After analysing the findings from the first trial, the Telegraph launched a new version of the app in April 2011 on a subscription model.

Using webtrends the publisher measured several key metrics, including page views, number of visits, time of day of visits, day of week, app version, most-read stories and more.


The Telegraph also experimented with which types of content work best for the iPad. 

Beyond curating specific stories, the publisher recognised that the iPad is better at in-depth coverage for some stories (with audio and video, for instance) compared with print.

Getting better stats about which adverts perform best on iPad was also a fundamental objective in 2011.

It needed to develop its offerings for advertisers, both for individual ad buys and as part of their overall media strategies.

At this stage the amount of targeting for both content and ads was still limited as the readership was not yet large enough to justify such segmentation.

The Telegraph’s iPad ads were all full-page interstitials so it examined different ad formats and ways of selling them, on the app downloads themselves or page impressions. 

This could avoid the potential problem of 10 people downloading an app but only one using it. 

The publisher also experimented with different CPM and sponsorship models.

Step three: advertising

During 2012 the Telegraph sees itself as moving from a mainly print business with a digital attachment to being mainly digital plus print.

To this end, it needs to use data about its Pad readership to create more effective ads to sell to marketers.

The Telegraph has uncovered several valuable findings:  

  • iPad readers interacted with ads six times longer compared with desktop viewers.
  • Engagement and usage were high. Average time spent in the app was over 10 minutes.
  • Half of users shared content with family members. The Telegraph says advertisers need to recognise this as increased circulation.
  • Peak reading times were earlier and later in the day for iPad readers compared with desktop viewers, and higher on weekends. The Telegraph says this is especially important for some advertisers: coffee makers will want morning readers, while dessert makers will look for evening users.

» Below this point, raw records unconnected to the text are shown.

//! Splitting extracted text into individual questions.

/// Fragments whose trimmed length is at or below this many characters are
/// discarded.
pub const MIN_QUESTION_CHARS: usize = 5;

/// Terminator that delimits questions in the raw text.
pub const QUESTION_TERMINATOR: char = '?';

/// Splits raw extracted text into question strings.
///
/// The text is split on every `?`, each fragment is trimmed, fragments of
/// [`MIN_QUESTION_CHARS`] characters or fewer are dropped, and the `?` is
/// re-appended to the survivors. Document order is preserved. The trailing
/// fragment after the last `?` is treated like any other.
///
/// # Examples
///
/// ```
/// use pyq_predictor::paper::segment_questions;
///
/// let questions = segment_questions("What is GDP? Ok? Define inflation");
/// assert_eq!(questions, vec!["What is GDP?", "Define inflation?"]);
/// ```
#[must_use]
pub fn segment_questions(text: &str) -> Vec<String> {
    text.split(QUESTION_TERMINATOR)
        .map(str::trim)
        .filter(|fragment| fragment.chars().count() > MIN_QUESTION_CHARS)
        .map(|fragment| format!("{fragment}{QUESTION_TERMINATOR}"))
        .collect()
}
use thiserror::Error;

use crate::inference::InferenceError;

#[derive(Error, Debug)]
pub enum DocumentError {
    #[error("Failed to load image content")]
    ImageLoadError {
        #[source]
        source: image::ImageError,
    },

    #[error("Failed to load CSV content")]
    CsvLoadError {
        #[source]
        source: csv::Error,
    },

    #[error("Failed to load PDF content")]
    PdfLoadError {
        #[source]
        source: pdfium_render::prelude::PdfiumError,
    },

    #[error("Text recognition failed")]
    RecognitionError {
        #[from]
        source: InferenceError,
    },

    #[error("Document content not loaded")]
    ContentNotLoaded,
}

impl From<pdfium_render::prelude::PdfiumError> for DocumentError {
    fn from(source: pdfium_render::prelude::PdfiumError) -> Self {
        DocumentError::PdfLoadError { source }
    }
}

impl From<csv::Error> for DocumentError {
    fn from(source: csv::Error) -> Self {
        DocumentError::CsvLoadError { source }
    }
}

The Telegraph insists that its data-driven approach was key to building engagement and developing its iPad ad platform.

UK Telegraph Media Group director of mobile and interactive Mark Challinor said that metrics will be increasingly important as it releases additional apps.

We have got some new news apps coming out and basic capture is going to be very important to what we do with them. It’s very important that we go to market with a clear and transparent analytic package to aid client decision-making.

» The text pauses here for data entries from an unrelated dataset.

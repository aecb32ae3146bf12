//! Document content types and abstractions.
//!
//! This module provides content representations for the supported upload
//! formats. Each document type has a corresponding content struct that
//! implements the [`DocumentContent`] trait.

mod csv;
mod image;
mod pdf;

pub use csv::{CsvContent, QUESTION_COLUMN};
pub use image::ImageContent;
pub use pdf::PdfContent;

use std::any::Any;

use ::image::RgbImage;

use serde::{Deserialize, Serialize};

/// Supported document file types.
///
/// The type is chosen from the upload's file extension. Anything that is
/// not CSV or PDF is handed to OCR as an image.
#[derive(Debug, PartialEq, Eq, Clone, Copy, Serialize, Deserialize)]
pub enum DocumentType {
    /// Comma-separated values with a `Question` column (`.csv`).
    Csv,
    /// Portable Document Format file with a text layer (`.pdf`).
    Pdf,
    /// Raster image read through OCR (`.png`, `.jpg`, ... and any other extension).
    Image,
}

impl DocumentType {
    /// Creates a `DocumentType` from a file extension string.
    ///
    /// # Arguments
    ///
    /// * `ext` - The file extension without the leading dot (e.g., "csv", "pdf").
    ///
    /// Matching is case-insensitive. Unrecognised extensions map to
    /// [`DocumentType::Image`].
    #[must_use]
    pub fn from_extension(ext: &str) -> Self {
        Self::supported_types()
            .into_iter()
            .find(|(supported_ext, _)| supported_ext.eq_ignore_ascii_case(ext))
            .map_or(DocumentType::Image, |(_, doc_type)| doc_type)
    }

    /// Determines the type from a filename; a missing extension means image.
    #[must_use]
    pub fn from_filename(filename: &str) -> Self {
        std::path::Path::new(filename)
            .extension()
            .and_then(|ext| ext.to_str())
            .map_or(DocumentType::Image, Self::from_extension)
    }

    /// Returns all recognised file extensions with their document types.
    #[must_use]
    pub fn supported_types() -> Vec<(&'static str, DocumentType)> {
        vec![
            ("csv", DocumentType::Csv),
            ("pdf", DocumentType::Pdf),
            ("png", DocumentType::Image),
            ("jpg", DocumentType::Image),
            ("jpeg", DocumentType::Image),
            ("tif", DocumentType::Image),
            ("tiff", DocumentType::Image),
            ("bmp", DocumentType::Image),
            ("gif", DocumentType::Image),
            ("webp", DocumentType::Image),
        ]
    }
}

/// Records shown as a preview of a tabular upload.
pub const PREVIEW_ROWS: usize = 5;

/// Header and leading records of a tabular upload.
#[derive(Debug, Clone, PartialEq, Eq, Serialize, Deserialize)]
pub struct TablePreview {
    pub headers: Vec<String>,
    /// At most [`PREVIEW_ROWS`] records, as read.
    pub rows: Vec<Vec<String>>,
    /// Number of records in the whole file, header excluded.
    pub row_count: usize,
}

/// Content extracted from a single page of a document.
#[derive(Debug, Clone, Serialize, Deserialize)]
pub struct PageContent {
    /// The page number within the document (1-indexed).
    pub page_number: usize,
    /// The decoded page bitmap, present for image uploads until OCR has run.
    #[serde(skip)]
    pub image: Option<RgbImage>,
    /// The plain text of this page.
    pub text: Option<String>,
}

impl PageContent {
    #[must_use]
    pub fn new(page_number: usize) -> Self {
        Self {
            page_number,
            image: None,
            text: None,
        }
    }

    #[must_use]
    pub fn with_image(page_number: usize, image: RgbImage) -> Self {
        Self {
            page_number,
            image: Some(image),
            text: None,
        }
    }

    #[must_use]
    pub fn with_text(page_number: usize, text: String) -> Self {
        Self {
            page_number,
            image: None,
            text: Some(text),
        }
    }

    /// Returns `true` if this page still needs OCR.
    #[inline]
    #[must_use]
    pub fn needs_recognition(&self) -> bool {
        self.image.is_some() && self.text.is_none()
    }
}

/// Trait for document content implementations.
///
/// Provides uniform access to pages and text regardless of the underlying
/// format.
pub trait DocumentContent: std::fmt::Debug + Any + Send {
    /// Returns an immutable reference to the document's pages.
    fn get_pages(&self) -> &[PageContent];

    /// Returns a mutable reference to the document's pages.
    ///
    /// The analysis pipeline uses this to store recognised text.
    fn get_pages_mut(&mut self) -> &mut Vec<PageContent>;

    /// Returns the total number of pages in the document.
    fn page_count(&self) -> usize {
        self.get_pages().len()
    }

    /// Returns the leading rows of a tabular document, if it has any.
    fn table_preview(&self) -> Option<&TablePreview> {
        None
    }

    /// Concatenates the text of every page that has text, separated by a
    /// single space.
    ///
    /// Returns `None` if no page carries text.
    fn get_text(&self) -> Option<String> {
        let text_parts: Vec<&str> = self
            .get_pages()
            .iter()
            .filter_map(|page| page.text.as_deref())
            .collect();

        if text_parts.is_empty() {
            None
        } else {
            Some(text_parts.join(" "))
        }
    }
}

The Telegraph has come up with five key lessons from its iPad development process:

  1. Measurement is critical to the success of any mobile strategy.
  2. Understanding mobile behaviour goes beyond simple clicks and app downloads. Business objectives should drive and be aligned with mobile measurement.
  3. Publishers shouldn’t try to do everything all at once. A crawl-walk-run approach lets them show results early, get critical exec buy-in and then progressively build on success in later phases.
  4. Educate advertisers on how customers are consuming content and why that is important to them.
  5. Leverage understanding of customers’ mobile behaviour to give them a more relevant experience that increases engagement and loyalty.